Extract every line below that contains the word "tracing".

═══ Data for analysis

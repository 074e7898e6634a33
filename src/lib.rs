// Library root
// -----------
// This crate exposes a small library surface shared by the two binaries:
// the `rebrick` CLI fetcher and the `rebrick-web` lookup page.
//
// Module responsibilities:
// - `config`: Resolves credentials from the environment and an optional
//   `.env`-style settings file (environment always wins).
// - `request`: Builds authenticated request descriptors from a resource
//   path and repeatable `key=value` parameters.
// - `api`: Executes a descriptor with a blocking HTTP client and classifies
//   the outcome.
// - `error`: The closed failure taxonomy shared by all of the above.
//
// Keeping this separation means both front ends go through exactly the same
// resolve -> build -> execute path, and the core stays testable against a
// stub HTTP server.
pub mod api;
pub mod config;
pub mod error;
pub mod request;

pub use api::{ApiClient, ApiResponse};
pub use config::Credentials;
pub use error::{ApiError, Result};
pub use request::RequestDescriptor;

══════
═══ Data for analysis

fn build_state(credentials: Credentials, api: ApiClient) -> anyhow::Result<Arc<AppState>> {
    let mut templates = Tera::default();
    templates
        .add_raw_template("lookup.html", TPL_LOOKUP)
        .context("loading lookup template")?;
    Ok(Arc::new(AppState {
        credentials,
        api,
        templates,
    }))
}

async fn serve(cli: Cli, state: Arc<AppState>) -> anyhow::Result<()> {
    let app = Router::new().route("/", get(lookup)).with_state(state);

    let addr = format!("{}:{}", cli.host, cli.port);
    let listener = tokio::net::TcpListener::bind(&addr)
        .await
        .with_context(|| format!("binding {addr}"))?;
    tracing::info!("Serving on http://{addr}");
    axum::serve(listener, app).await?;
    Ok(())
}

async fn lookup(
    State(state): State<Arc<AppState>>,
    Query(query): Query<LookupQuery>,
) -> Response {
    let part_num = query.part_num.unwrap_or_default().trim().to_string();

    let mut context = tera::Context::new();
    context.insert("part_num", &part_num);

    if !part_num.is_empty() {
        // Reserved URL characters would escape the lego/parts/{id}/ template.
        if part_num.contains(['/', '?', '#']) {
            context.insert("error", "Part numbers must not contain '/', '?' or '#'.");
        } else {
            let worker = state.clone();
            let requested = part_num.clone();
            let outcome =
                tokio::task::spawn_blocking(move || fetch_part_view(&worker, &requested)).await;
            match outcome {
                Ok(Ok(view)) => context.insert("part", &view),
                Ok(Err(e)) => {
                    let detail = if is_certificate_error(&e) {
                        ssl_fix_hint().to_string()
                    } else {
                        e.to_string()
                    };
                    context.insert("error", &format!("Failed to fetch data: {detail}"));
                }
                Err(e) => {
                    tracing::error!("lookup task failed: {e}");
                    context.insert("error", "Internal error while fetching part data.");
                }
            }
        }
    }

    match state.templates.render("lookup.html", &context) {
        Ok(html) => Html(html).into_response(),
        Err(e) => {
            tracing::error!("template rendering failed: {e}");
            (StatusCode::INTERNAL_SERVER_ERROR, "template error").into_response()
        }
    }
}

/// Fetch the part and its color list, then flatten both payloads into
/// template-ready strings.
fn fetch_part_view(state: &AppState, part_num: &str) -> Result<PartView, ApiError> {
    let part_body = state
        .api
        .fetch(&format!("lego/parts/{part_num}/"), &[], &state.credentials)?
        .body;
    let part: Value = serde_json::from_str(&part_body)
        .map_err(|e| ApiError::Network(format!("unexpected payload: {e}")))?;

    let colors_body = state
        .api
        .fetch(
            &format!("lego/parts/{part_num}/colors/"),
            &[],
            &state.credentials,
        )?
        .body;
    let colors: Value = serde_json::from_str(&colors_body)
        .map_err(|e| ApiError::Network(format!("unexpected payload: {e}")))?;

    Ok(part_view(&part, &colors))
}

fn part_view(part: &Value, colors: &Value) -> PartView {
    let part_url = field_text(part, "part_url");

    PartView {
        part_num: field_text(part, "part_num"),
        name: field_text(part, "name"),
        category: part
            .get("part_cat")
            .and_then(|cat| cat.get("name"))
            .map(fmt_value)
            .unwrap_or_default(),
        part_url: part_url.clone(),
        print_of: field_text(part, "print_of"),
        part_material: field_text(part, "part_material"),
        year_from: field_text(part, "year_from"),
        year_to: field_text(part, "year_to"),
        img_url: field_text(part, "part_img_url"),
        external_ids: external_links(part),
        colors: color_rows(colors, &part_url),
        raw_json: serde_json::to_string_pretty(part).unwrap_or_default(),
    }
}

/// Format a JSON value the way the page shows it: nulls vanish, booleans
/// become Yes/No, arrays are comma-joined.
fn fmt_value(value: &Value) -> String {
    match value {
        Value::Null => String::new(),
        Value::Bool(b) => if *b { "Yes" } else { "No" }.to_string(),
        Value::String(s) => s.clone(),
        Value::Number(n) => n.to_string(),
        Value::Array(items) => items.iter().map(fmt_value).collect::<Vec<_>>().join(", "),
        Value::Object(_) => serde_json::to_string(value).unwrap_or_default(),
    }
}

══════

Solution to the problem
    tracing::info!("Serving on http://{addr}");
                    tracing::error!("lookup task failed: {e}");
            tracing::error!("template rendering failed: {e}");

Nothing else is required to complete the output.